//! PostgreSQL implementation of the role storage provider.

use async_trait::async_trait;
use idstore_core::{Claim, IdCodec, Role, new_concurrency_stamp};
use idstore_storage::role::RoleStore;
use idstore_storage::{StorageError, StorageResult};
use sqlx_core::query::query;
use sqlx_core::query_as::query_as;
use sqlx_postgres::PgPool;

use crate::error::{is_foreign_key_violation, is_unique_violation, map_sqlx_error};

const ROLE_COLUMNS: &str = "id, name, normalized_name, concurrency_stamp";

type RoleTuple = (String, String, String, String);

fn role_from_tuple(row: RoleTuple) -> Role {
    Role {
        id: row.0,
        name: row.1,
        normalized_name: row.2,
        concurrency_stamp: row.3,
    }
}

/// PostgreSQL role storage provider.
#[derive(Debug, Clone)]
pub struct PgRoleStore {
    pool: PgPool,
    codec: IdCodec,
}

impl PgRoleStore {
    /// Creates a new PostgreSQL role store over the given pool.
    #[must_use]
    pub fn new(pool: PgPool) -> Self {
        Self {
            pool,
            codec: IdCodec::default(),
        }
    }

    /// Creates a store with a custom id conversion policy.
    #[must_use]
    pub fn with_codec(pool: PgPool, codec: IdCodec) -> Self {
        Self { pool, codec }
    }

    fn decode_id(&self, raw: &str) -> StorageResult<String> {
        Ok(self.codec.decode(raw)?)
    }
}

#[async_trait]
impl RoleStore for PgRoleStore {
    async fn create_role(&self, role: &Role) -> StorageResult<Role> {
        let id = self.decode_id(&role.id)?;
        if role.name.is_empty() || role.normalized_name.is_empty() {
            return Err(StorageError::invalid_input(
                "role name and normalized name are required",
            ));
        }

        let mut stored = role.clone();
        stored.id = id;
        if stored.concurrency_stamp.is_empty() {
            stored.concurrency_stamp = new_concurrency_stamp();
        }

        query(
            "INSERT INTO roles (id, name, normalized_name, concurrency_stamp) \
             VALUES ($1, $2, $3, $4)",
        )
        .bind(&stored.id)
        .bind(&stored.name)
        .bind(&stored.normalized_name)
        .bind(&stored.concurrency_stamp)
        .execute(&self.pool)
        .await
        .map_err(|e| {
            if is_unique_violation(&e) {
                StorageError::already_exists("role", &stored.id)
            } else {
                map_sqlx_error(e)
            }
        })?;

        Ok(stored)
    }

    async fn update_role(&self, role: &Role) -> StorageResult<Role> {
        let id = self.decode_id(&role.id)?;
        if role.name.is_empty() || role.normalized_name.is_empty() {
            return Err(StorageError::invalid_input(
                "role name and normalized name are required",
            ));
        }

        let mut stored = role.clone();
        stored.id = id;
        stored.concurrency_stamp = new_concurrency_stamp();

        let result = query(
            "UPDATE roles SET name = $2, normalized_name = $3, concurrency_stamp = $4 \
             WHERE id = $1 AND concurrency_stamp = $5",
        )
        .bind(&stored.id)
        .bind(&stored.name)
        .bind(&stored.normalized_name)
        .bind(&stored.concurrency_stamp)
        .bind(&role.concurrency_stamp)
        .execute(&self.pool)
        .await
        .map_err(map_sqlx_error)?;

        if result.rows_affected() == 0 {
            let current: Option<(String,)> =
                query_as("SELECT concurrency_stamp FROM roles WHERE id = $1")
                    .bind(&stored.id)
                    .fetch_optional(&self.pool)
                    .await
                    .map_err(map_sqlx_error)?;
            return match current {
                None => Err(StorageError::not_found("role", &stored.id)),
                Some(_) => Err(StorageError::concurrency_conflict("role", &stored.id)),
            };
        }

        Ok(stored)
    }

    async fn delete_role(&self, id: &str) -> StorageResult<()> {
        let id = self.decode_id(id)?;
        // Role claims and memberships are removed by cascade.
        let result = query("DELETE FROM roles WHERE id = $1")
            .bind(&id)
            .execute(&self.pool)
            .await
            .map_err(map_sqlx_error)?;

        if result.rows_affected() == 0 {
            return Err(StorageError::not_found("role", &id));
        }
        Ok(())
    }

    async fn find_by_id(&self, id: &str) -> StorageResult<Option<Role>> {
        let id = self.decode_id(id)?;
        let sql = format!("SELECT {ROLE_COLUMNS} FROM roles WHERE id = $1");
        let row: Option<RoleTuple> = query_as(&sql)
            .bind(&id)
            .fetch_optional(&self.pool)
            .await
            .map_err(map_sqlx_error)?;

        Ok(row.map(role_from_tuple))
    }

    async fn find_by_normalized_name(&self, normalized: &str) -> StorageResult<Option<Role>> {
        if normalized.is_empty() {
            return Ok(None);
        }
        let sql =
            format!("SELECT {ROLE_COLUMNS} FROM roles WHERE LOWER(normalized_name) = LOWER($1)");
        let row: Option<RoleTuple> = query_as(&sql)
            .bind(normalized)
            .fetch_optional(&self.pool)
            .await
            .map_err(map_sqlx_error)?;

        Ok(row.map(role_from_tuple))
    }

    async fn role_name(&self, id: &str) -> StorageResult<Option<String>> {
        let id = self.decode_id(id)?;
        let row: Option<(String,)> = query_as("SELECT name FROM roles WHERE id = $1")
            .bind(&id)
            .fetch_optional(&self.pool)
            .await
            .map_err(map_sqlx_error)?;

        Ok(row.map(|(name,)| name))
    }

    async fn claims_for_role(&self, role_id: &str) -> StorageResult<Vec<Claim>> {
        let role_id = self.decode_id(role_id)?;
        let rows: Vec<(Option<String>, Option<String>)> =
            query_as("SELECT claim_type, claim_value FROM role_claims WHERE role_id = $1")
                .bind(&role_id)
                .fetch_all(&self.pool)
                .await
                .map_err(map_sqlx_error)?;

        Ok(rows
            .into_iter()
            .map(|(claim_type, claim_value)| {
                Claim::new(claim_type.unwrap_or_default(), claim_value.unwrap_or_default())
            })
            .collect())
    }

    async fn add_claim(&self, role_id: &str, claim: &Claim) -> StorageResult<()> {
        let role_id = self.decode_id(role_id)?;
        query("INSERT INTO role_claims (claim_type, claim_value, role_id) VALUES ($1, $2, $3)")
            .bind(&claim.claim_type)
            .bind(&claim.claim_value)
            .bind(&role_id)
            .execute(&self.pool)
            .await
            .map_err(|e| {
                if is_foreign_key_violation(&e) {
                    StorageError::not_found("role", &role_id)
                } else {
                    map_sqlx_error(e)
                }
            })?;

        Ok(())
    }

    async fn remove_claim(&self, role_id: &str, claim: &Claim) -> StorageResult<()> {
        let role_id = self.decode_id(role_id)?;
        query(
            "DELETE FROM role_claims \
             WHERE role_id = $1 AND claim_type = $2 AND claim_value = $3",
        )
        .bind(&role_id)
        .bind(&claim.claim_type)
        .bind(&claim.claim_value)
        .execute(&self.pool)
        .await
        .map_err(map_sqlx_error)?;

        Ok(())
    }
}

----

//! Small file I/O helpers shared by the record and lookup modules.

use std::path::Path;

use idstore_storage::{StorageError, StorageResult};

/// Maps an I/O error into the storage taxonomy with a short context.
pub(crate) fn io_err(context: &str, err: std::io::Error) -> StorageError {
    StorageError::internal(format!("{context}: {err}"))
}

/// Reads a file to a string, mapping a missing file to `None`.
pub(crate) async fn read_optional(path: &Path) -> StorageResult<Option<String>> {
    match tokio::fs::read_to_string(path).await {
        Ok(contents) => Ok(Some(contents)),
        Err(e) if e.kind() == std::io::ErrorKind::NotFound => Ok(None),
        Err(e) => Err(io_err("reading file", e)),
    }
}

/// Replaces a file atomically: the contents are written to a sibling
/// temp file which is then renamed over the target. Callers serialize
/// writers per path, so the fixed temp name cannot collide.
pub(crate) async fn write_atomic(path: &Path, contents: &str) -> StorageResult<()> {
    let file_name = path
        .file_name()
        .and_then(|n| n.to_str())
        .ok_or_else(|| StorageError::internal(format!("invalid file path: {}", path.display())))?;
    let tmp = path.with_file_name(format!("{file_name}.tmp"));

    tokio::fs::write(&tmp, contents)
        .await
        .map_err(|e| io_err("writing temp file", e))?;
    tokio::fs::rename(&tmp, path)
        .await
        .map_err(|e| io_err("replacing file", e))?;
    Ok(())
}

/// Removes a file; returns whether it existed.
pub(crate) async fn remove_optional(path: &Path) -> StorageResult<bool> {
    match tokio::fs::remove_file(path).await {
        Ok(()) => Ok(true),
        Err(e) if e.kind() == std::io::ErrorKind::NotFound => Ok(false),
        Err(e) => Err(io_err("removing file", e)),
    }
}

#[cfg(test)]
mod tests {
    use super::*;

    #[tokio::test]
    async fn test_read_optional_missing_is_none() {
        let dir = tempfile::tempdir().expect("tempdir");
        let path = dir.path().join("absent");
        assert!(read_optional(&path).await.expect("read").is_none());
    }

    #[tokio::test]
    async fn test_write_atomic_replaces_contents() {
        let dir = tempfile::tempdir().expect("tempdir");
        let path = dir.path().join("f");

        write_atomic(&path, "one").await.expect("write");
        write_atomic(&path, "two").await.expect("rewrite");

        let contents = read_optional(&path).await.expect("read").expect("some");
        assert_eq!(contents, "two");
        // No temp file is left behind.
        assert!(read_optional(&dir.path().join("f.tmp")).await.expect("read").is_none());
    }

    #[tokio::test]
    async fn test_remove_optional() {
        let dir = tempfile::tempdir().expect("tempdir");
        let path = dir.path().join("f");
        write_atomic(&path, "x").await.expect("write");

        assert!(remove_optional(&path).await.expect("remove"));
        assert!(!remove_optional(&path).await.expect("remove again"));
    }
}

----

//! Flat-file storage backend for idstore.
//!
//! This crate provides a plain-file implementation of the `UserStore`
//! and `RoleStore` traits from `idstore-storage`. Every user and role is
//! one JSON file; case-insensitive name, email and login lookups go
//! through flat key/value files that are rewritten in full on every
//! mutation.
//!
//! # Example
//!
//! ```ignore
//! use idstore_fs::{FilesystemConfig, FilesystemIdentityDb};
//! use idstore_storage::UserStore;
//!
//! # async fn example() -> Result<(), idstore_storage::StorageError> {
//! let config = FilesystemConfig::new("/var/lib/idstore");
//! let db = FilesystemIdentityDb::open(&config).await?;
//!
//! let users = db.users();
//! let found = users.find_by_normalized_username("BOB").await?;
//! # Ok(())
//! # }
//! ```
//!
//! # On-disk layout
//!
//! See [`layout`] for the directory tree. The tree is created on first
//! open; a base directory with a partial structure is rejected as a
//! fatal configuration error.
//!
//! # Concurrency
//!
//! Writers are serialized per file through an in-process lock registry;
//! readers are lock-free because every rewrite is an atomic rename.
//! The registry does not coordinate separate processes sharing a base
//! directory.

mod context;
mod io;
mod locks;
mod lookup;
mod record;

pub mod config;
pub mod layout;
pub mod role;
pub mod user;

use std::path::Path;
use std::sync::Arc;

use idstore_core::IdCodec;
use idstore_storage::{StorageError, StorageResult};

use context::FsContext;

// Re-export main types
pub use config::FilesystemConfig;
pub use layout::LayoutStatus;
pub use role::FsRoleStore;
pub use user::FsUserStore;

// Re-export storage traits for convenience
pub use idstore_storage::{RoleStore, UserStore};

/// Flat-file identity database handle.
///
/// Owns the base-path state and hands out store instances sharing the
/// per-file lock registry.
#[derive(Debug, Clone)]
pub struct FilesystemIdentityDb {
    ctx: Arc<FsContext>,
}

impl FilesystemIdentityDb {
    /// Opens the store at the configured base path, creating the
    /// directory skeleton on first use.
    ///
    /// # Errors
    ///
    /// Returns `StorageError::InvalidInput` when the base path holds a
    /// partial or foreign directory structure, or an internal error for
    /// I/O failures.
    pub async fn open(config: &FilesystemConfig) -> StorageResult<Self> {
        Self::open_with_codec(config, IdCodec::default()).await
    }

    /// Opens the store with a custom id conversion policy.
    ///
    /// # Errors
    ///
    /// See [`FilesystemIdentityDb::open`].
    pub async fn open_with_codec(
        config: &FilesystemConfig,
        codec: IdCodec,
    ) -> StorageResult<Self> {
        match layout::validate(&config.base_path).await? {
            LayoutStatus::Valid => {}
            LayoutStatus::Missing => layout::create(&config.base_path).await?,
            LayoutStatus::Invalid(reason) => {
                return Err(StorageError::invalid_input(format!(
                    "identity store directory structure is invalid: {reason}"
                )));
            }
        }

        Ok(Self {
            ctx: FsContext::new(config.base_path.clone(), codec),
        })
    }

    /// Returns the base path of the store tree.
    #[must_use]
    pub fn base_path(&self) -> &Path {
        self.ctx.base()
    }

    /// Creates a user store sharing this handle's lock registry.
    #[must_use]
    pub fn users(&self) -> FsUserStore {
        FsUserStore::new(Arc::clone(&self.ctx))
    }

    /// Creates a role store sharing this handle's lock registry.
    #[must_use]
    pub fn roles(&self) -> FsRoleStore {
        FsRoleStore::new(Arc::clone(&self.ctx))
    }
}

----

--- Directions ---
Lines of the listing that include the string "expect" are to be counted; state that count alone.

--- Answer to the problem ---
11